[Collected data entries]
★ ★ ★ ★ ★

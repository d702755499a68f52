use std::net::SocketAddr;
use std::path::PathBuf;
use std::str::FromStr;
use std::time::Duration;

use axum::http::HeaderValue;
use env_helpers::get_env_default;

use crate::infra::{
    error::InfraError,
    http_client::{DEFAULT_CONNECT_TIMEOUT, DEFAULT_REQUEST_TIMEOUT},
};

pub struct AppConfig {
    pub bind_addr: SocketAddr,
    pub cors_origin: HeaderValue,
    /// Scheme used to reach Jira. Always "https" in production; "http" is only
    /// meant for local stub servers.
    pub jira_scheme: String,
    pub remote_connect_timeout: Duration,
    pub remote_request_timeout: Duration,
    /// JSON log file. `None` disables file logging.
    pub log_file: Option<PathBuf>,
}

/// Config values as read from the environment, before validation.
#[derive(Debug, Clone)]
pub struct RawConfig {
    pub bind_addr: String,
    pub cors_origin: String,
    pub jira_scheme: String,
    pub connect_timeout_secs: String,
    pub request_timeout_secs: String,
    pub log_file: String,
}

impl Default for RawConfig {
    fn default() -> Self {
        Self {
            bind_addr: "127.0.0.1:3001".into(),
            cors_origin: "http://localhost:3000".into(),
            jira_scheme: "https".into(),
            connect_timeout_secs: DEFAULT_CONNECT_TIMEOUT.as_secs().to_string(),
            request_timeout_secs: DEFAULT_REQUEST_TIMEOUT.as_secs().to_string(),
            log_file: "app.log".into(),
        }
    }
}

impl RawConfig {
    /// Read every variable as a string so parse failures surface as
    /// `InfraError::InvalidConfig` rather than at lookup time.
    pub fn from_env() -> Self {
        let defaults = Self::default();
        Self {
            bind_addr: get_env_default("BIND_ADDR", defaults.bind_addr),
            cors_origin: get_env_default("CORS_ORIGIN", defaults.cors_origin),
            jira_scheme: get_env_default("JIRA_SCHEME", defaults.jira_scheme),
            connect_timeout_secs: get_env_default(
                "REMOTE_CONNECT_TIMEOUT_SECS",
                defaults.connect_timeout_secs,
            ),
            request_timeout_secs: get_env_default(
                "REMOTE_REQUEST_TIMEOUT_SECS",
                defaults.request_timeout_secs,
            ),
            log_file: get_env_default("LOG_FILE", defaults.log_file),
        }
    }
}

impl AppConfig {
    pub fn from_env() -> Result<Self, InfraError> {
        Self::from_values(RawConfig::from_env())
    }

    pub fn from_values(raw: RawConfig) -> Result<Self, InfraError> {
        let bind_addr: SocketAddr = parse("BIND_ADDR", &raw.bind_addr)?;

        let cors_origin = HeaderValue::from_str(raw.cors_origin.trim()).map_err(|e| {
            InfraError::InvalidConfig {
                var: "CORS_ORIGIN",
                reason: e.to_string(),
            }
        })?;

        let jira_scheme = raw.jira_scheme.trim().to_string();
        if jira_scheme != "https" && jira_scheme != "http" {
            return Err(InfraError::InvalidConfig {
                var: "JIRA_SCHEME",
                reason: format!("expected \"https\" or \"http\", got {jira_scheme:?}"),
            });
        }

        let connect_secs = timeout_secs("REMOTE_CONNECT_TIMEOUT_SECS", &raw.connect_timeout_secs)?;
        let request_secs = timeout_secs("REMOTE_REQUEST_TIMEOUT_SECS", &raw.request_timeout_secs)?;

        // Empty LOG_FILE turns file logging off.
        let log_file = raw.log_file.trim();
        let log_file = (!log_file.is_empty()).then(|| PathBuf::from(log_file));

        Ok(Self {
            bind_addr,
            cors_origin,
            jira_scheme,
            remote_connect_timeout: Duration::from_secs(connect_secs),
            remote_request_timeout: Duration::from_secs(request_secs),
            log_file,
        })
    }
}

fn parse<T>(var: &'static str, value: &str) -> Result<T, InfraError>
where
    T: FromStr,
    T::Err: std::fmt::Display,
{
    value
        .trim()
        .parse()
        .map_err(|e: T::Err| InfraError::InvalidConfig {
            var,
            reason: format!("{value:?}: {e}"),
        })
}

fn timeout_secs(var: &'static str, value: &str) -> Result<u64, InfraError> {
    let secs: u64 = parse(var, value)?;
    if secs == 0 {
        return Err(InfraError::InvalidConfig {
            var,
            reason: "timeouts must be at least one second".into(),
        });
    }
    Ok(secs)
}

★ ★ ★ ★ ★

--- Work order ---
All of the entries must be quoted exactly; please include each one.

--- Exercise result ---
repository d702755499a68f52
use std::net::SocketAddr;
use std::path::PathBuf;
use std::str::FromStr;
use std::time::Duration;

use axum::http::HeaderValue;
use env_helpers::get_env_default;

use crate::infra::{
    error::InfraError,
    http_client::{DEFAULT_CONNECT_TIMEOUT, DEFAULT_REQUEST_TIMEOUT},
};

pub struct AppConfig {
    pub bind_addr: SocketAddr,
    pub cors_origin: HeaderValue,
    /// Scheme used to reach Jira. Always "https" in production; "http" is only
    /// meant for local stub servers.
    pub jira_scheme: String,
    pub remote_connect_timeout: Duration,
    pub remote_request_timeout: Duration,
    /// JSON log file. `None` disables file logging.
    pub log_file: Option<PathBuf>,
}

/// Config values as read from the environment, before validation.
#[derive(Debug, Clone)]
pub struct RawConfig {
    pub bind_addr: String,
    pub cors_origin: String,
    pub jira_scheme: String,
    pub connect_timeout_secs: String,
    pub request_timeout_secs: String,
    pub log_file: String,
}

impl Default for RawConfig {
    fn default() -> Self {
        Self {
            bind_addr: "127.0.0.1:3001".into(),
            cors_origin: "http://localhost:3000".into(),
            jira_scheme: "https".into(),
            connect_timeout_secs: DEFAULT_CONNECT_TIMEOUT.as_secs().to_string(),
            request_timeout_secs: DEFAULT_REQUEST_TIMEOUT.as_secs().to_string(),
            log_file: "app.log".into(),
        }
    }
}

impl RawConfig {
    /// Read every variable as a string so parse failures surface as
    /// `InfraError::InvalidConfig` rather than at lookup time.
    pub fn from_env() -> Self {
        let defaults = Self::default();
        Self {
            bind_addr: get_env_default("BIND_ADDR", defaults.bind_addr),
            cors_origin: get_env_default("CORS_ORIGIN", defaults.cors_origin),
            jira_scheme: get_env_default("JIRA_SCHEME", defaults.jira_scheme),
            connect_timeout_secs: get_env_default(
                "REMOTE_CONNECT_TIMEOUT_SECS",
                defaults.connect_timeout_secs,
            ),
            request_timeout_secs: get_env_default(
                "REMOTE_REQUEST_TIMEOUT_SECS",
                defaults.request_timeout_secs,
            ),
            log_file: get_env_default("LOG_FILE", defaults.log_file),
        }
    }
}

impl AppConfig {
    pub fn from_env() -> Result<Self, InfraError> {
        Self::from_values(RawConfig::from_env())
    }

    pub fn from_values(raw: RawConfig) -> Result<Self, InfraError> {
        let bind_addr: SocketAddr = parse("BIND_ADDR", &raw.bind_addr)?;

        let cors_origin = HeaderValue::from_str(raw.cors_origin.trim()).map_err(|e| {
            InfraError::InvalidConfig {
                var: "CORS_ORIGIN",
                reason: e.to_string(),
            }
        })?;

        let jira_scheme = raw.jira_scheme.trim().to_string();
        if jira_scheme != "https" && jira_scheme != "http" {
            return Err(InfraError::InvalidConfig {
                var: "JIRA_SCHEME",
                reason: format!("expected \"https\" or \"http\", got {jira_scheme:?}"),
            });
        }

        let connect_secs = timeout_secs("REMOTE_CONNECT_TIMEOUT_SECS", &raw.connect_timeout_secs)?;
        let request_secs = timeout_secs("REMOTE_REQUEST_TIMEOUT_SECS", &raw.request_timeout_secs)?;

        // Empty LOG_FILE turns file logging off.
        let log_file = raw.log_file.trim();
        let log_file = (!log_file.is_empty()).then(|| PathBuf::from(log_file));

        Ok(Self {
            bind_addr,
            cors_origin,
            jira_scheme,
            remote_connect_timeout: Duration::from_secs(connect_secs),
            remote_request_timeout: Duration::from_secs(request_secs),
            log_file,
        })
    }
}

fn parse<T>(var: &'static str, value: &str) -> Result<T, InfraError>
where
    T: FromStr,
    T::Err: std::fmt::Display,
{
    value
        .trim()
        .parse()
        .map_err(|e: T::Err| InfraError::InvalidConfig {
            var,
            reason: format!("{value:?}: {e}"),
        })
}

fn timeout_secs(var: &'static str, value: &str) -> Result<u64, InfraError> {
    let secs: u64 = parse(var, value)?;
    if secs == 0 {
        return Err(InfraError::InvalidConfig {
            var,
            reason: "timeouts must be at least one second".into(),
        });
    }
    Ok(secs)
}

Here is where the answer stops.